___ Supplied data
/*!

The secret store: `secret.db`, holding plaintext passwords and
per-method opaque blobs. See spec §4.2 and §6.1.

 */
use std::path::Path;

use rusqlite::params;

use crate::credentials::Credentials;
use crate::error::{Error, Result};
use crate::method_cache::{MethodCache, Value};
use crate::store::sql::{OpenFlags, SqlStore};

const SCHEMA_VERSION: i64 = 1;

/// Default ceiling (bytes) on one method's `STORE` payload, matching
/// `Db/MaxDataStorage`'s default in the original daemon.
pub const DEFAULT_MAX_DATA_STORAGE: usize = 64 * 1024;

pub struct SecretStore {
    sql: SqlStore,
}

impl Default for SecretStore {
    fn default() -> Self {
        SecretStore { sql: SqlStore::new() }
    }
}

impl SecretStore {
    pub fn new() -> Self {
        Self::default()
    }

    pub fn is_open(&self) -> bool {
        self.sql.is_open()
    }

    pub fn open(&mut self, path: &Path) -> Result<()> {
        self.sql.open(path, OpenFlags::ReadWriteCreate)?;
        if self.sql.schema_version()? == 0 {
            self.create_schema()?;
        }
        Ok(())
    }

    pub fn close(&mut self) {
        self.sql.close();
    }

    fn create_schema(&mut self) -> Result<()> {
        self.sql.transaction(
            "CREATE TABLE IF NOT EXISTS CREDENTIALS(
                id INTEGER PRIMARY KEY UNIQUE,
                username TEXT NOT NULL DEFAULT '',
                password TEXT NOT NULL DEFAULT ''
            );
            CREATE TABLE IF NOT EXISTS STORE(
                identity_id INTEGER NOT NULL,
                method_id INTEGER NOT NULL,
                key TEXT NOT NULL,
                value BLOB NOT NULL,
                PRIMARY KEY (identity_id, method_id, key)
            );
            CREATE TRIGGER IF NOT EXISTS tg_delete_credentials
                BEFORE DELETE ON CREDENTIALS
                FOR EACH ROW BEGIN
                    DELETE FROM STORE WHERE STORE.identity_id = OLD.id;
                END;",
        )?;
        self.sql.set_schema_version(SCHEMA_VERSION)
    }

    /// Deletes all rows from all tables in one transaction.
    pub fn clear(&mut self) -> Result<()> {
        self.sql
            .transaction("DELETE FROM CREDENTIALS; DELETE FROM STORE;")
    }

    pub fn load_credentials(&mut self, id: u32) -> Result<Option<Credentials>> {
        let conn = self.sql_conn()?;
        let mut stmt =
            conn.prepare("SELECT username, password FROM CREDENTIALS WHERE id = ?1")?;
        let mut rows = stmt.query(params![id])?;
        Ok(match rows.next()? {
            Some(row) => Some(Credentials {
                id,
                username: row.get(0)?,
                password: row.get(1)?,
            }),
            None => None,
        })
    }

    pub fn update_credentials(&mut self, creds: &Credentials) -> Result<()> {
        let conn = self.sql_conn()?;
        conn.execute(
            "INSERT INTO CREDENTIALS (id, username, password) VALUES (?1, ?2, ?3)
             ON CONFLICT(id) DO UPDATE SET username = excluded.username, password = excluded.password",
            params![creds.id, creds.username, creds.password],
        )
        .map_err(Error::from)?;
        Ok(())
    }

    pub fn remove_credentials(&mut self, id: u32) -> Result<()> {
        let conn = self.sql_conn()?;
        conn.execute("DELETE FROM CREDENTIALS WHERE id = ?1", params![id])
            .map_err(Error::from)?;
        Ok(())
    }

    pub fn load_data(&mut self, id: u32, method_id: u32) -> Result<MethodCache> {
        let conn = self.sql_conn()?;
        let mut stmt =
            conn.prepare("SELECT key, value FROM STORE WHERE identity_id = ?1 AND method_id = ?2")?;
        let mut rows = stmt.query(params![id, method_id])?;
        let mut cache = MethodCache::new();
        while let Some(row) = rows.next()? {
            let key: String = row.get(0)?;
            let blob: Vec<u8> = row.get(1)?;
            cache.insert(key, Value::decode(&blob)?);
        }
        Ok(cache)
    }

    /// Replace all data for `(id, method_id)` with `data`, enforcing
    /// `max_size` as the ceiling on the summed encoded size (spec §4.3).
    pub fn update_data(
        &mut self,
        id: u32,
        method_id: u32,
        data: &MethodCache,
        max_size: usize,
    ) -> Result<()> {
        let total: usize = data.iter().map(|(k, v)| v.encoded_size(k)).sum();
        if total > max_size {
            return Err(Error::InvalidArgument(
                "data".into(),
                format!("{total} bytes exceeds Db/MaxDataStorage of {max_size}"),
            ));
        }
        self.sql.begin()?;
        let result = self.update_data_body(id, method_id, data);
        match result {
            Ok(()) => self.sql.commit(),
            Err(e) => {
                let _ = self.sql.rollback();
                Err(e)
            }
        }
    }

    fn update_data_body(&mut self, id: u32, method_id: u32, data: &MethodCache) -> Result<()> {
        let conn = self.sql_conn()?;
        conn.execute(
            "DELETE FROM STORE WHERE identity_id = ?1 AND method_id = ?2",
            params![id, method_id],
        )?;
        for (key, value) in data {
            conn.execute(
                "INSERT OR REPLACE INTO STORE (identity_id, method_id, key, value) VALUES (?1, ?2, ?3, ?4)",
                params![id, method_id, key, value.encode()],
            )?;
        }
        Ok(())
    }

    pub fn remove_data(&mut self, id: u32, method_id: Option<u32>) -> Result<()> {
        let conn = self.sql_conn()?;
        match method_id {
            None => {
                conn.execute("DELETE FROM STORE WHERE identity_id = ?1", params![id])?;
            }
            Some(method_id) => {
                conn.execute(
                    "DELETE FROM STORE WHERE identity_id = ?1 AND method_id = ?2",
                    params![id, method_id],
                )?;
            }
        }
        Ok(())
    }

    fn sql_conn(&mut self) -> Result<&rusqlite::Connection> {
        self.sql.conn_ref()
    }
}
______
Your output must be the lines of the material above, from the first through the line that contains "if self.sql.schema_version()? == 0", copied exactly. Include both endpoints and nothing else.

/*!

The secret store: `secret.db`, holding plaintext passwords and
per-method opaque blobs. See spec §4.2 and §6.1.

 */
use std::path::Path;

use rusqlite::params;

use crate::credentials::Credentials;
use crate::error::{Error, Result};
use crate::method_cache::{MethodCache, Value};
use crate::store::sql::{OpenFlags, SqlStore};

const SCHEMA_VERSION: i64 = 1;

/// Default ceiling (bytes) on one method's `STORE` payload, matching
/// `Db/MaxDataStorage`'s default in the original daemon.
pub const DEFAULT_MAX_DATA_STORAGE: usize = 64 * 1024;

pub struct SecretStore {
    sql: SqlStore,
}

impl Default for SecretStore {
    fn default() -> Self {
        SecretStore { sql: SqlStore::new() }
    }
}

impl SecretStore {
    pub fn new() -> Self {
        Self::default()
    }

    pub fn is_open(&self) -> bool {
        self.sql.is_open()
    }

    pub fn open(&mut self, path: &Path) -> Result<()> {
        self.sql.open(path, OpenFlags::ReadWriteCreate)?;
        if self.sql.schema_version()? == 0 {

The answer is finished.